Dataset entries:
========
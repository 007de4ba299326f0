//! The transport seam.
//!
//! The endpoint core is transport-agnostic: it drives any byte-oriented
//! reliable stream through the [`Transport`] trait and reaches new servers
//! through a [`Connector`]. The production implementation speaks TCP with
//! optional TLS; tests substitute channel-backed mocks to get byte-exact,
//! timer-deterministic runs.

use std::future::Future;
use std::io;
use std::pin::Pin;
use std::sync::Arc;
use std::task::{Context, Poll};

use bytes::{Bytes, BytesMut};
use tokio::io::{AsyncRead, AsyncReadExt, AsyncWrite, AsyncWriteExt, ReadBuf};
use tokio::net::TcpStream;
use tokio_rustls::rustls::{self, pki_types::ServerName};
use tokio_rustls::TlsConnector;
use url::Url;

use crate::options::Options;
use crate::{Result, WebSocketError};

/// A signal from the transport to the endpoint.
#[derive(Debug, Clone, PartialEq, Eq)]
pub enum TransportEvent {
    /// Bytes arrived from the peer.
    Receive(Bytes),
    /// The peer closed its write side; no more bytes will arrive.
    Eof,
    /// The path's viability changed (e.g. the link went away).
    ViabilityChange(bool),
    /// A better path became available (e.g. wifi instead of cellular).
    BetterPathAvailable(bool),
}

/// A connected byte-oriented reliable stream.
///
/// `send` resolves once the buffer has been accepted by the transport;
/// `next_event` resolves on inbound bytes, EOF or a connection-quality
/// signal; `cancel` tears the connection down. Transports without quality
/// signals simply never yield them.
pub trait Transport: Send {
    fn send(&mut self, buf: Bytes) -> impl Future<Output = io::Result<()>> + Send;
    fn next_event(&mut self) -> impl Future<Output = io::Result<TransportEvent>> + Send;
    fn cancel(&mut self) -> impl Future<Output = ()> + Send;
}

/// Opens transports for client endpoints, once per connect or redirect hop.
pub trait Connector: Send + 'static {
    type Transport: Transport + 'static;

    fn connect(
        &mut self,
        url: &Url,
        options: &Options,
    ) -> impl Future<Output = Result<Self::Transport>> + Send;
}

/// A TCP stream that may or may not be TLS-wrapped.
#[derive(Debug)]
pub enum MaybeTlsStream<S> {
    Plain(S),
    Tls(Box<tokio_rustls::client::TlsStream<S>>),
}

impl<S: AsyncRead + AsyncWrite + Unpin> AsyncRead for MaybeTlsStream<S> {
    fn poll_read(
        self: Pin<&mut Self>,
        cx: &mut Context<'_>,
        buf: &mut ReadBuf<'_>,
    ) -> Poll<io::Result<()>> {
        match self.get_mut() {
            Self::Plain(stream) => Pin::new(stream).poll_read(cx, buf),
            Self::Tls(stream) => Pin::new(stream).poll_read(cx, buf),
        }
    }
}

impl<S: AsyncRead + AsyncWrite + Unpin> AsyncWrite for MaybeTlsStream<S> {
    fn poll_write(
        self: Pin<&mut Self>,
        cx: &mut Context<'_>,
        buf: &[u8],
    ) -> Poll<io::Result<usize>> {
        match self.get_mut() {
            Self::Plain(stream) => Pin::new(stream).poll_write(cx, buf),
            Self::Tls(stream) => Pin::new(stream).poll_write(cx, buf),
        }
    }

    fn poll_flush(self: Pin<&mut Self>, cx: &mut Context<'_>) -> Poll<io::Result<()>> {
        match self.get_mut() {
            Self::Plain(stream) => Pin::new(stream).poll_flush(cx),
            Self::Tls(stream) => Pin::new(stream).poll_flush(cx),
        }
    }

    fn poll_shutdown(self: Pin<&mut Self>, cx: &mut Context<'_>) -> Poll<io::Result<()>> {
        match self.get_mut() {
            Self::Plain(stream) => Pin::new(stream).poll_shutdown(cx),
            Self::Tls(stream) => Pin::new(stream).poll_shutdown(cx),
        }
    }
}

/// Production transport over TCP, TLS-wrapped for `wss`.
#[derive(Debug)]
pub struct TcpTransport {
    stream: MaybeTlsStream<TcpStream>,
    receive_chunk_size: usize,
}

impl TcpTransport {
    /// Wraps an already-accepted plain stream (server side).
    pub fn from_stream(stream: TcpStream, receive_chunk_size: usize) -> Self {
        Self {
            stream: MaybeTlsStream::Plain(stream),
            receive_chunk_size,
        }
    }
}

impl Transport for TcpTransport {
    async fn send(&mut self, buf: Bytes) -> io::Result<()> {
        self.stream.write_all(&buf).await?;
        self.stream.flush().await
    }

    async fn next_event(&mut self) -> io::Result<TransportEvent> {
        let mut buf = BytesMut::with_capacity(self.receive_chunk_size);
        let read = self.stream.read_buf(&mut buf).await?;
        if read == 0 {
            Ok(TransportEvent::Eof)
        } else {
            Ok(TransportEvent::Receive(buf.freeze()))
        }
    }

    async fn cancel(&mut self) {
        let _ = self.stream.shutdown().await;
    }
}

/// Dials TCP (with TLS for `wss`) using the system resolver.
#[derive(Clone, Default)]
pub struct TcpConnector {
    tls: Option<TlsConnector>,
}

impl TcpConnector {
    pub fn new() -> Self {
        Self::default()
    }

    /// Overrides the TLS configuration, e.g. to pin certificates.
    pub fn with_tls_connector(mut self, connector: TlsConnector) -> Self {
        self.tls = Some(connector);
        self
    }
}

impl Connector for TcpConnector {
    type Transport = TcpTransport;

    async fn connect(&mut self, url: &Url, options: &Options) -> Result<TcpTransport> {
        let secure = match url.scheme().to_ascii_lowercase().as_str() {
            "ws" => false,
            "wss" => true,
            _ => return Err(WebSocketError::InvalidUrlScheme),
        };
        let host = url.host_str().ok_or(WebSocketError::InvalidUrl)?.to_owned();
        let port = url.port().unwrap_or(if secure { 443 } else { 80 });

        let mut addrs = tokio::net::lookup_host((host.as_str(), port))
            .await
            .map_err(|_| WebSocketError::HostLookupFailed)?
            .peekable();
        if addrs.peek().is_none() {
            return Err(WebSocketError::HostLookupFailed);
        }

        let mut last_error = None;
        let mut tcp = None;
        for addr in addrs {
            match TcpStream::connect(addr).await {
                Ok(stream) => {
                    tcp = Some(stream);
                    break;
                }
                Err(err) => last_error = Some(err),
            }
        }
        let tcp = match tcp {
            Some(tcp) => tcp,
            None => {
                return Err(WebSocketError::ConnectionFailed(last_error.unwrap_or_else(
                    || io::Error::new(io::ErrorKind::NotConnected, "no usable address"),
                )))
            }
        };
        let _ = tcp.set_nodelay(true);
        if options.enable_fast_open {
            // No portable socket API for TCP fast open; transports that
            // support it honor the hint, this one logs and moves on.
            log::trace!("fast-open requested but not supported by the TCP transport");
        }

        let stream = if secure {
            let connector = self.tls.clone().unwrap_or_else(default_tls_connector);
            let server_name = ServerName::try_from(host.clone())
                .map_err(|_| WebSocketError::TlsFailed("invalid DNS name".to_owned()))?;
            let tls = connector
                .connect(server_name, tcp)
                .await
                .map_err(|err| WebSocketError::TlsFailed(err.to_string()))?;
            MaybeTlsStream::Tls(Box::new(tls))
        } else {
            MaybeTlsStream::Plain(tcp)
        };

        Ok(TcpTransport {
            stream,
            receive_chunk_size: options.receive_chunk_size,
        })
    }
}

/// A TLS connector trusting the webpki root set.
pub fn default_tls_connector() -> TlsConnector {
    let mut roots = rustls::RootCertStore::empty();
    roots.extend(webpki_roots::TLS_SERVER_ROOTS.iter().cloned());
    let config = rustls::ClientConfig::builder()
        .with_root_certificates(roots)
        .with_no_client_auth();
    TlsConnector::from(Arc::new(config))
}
========
If a line in the data above contains "TlsFailed", return that line.

_Written solution_.
                .map_err(|_| WebSocketError::TlsFailed("invalid DNS name".to_owned()))?;
                .map_err(|err| WebSocketError::TlsFailed(err.to_string()))?;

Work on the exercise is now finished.